▸ **Work required**: In the data below, how many lines include the word "axum"? Give only the number.

Collected data:
*****

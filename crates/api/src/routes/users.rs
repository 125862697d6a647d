//! Route definitions for the `/users` resource.

use axum::routing::get;
use axum::Router;

use crate::handlers::user;
use crate::state::AppState;

/// Routes mounted at `/users`.
///
/// ```text
/// GET    /                  -> list
/// POST   /                  -> create
/// GET    /{id}              -> get_by_id
/// PUT    /{id}              -> update
/// DELETE /{id}              -> delete
/// GET    /by-uuid/{uuid}    -> get_by_uuid (identity resolution)
/// ```
pub fn router() -> Router<AppState> {
    Router::new()
        .route("/", get(user::list).post(user::create))
        .route(
            "/{id}",
            get(user::get_by_id).put(user::update).delete(user::delete),
        )
        .route("/by-uuid/{uuid}", get(user::get_by_uuid))
}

*****

▸ **Your response**: 2